__ACTIVITY__
Say how many of the lines below include the word "tests", and write nothing else.

__SOURCE INFORMATION__
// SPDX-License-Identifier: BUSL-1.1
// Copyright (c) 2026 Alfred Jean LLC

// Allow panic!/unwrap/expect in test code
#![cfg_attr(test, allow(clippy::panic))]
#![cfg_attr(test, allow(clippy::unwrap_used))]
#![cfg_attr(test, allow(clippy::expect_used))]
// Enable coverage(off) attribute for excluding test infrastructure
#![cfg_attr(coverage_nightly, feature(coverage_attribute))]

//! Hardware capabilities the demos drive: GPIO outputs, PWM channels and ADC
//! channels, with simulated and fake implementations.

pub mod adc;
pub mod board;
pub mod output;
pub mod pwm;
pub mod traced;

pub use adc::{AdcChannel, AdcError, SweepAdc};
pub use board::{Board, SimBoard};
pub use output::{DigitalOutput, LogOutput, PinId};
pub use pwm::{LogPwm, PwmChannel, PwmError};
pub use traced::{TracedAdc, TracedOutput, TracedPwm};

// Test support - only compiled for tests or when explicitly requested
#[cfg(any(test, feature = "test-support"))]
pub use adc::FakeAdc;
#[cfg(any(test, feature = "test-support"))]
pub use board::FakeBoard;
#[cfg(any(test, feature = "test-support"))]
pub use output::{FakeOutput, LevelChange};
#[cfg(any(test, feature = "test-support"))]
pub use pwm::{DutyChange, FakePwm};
* * *
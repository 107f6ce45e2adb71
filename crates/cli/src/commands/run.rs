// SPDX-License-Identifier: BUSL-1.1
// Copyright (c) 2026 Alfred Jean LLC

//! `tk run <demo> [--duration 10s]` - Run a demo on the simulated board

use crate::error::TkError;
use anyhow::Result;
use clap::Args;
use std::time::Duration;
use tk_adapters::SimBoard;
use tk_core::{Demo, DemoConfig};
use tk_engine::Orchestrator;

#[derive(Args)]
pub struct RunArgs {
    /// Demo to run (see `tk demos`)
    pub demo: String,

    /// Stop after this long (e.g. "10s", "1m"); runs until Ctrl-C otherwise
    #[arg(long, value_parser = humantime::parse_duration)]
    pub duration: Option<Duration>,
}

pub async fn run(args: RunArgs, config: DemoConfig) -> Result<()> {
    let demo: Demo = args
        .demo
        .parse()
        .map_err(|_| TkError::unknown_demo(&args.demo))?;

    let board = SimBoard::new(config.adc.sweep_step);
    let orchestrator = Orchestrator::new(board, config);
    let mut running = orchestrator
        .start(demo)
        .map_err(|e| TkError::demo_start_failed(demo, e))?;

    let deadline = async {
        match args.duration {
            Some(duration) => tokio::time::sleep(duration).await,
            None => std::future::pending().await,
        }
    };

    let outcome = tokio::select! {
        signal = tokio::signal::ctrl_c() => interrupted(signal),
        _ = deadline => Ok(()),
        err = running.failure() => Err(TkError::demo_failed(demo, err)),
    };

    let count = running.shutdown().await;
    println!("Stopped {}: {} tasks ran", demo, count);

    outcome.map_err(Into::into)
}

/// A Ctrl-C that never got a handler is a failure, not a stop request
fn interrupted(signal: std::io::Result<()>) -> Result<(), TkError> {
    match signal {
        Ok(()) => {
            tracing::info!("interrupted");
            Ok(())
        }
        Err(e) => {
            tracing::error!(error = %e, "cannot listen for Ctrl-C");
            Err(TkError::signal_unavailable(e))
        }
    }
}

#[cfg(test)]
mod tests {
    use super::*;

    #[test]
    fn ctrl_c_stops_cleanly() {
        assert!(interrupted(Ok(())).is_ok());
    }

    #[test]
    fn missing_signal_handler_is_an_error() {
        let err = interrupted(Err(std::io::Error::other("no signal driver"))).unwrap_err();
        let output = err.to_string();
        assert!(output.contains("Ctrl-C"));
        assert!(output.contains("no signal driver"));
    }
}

__SOLUTION FOR THIS EXERCISE__
2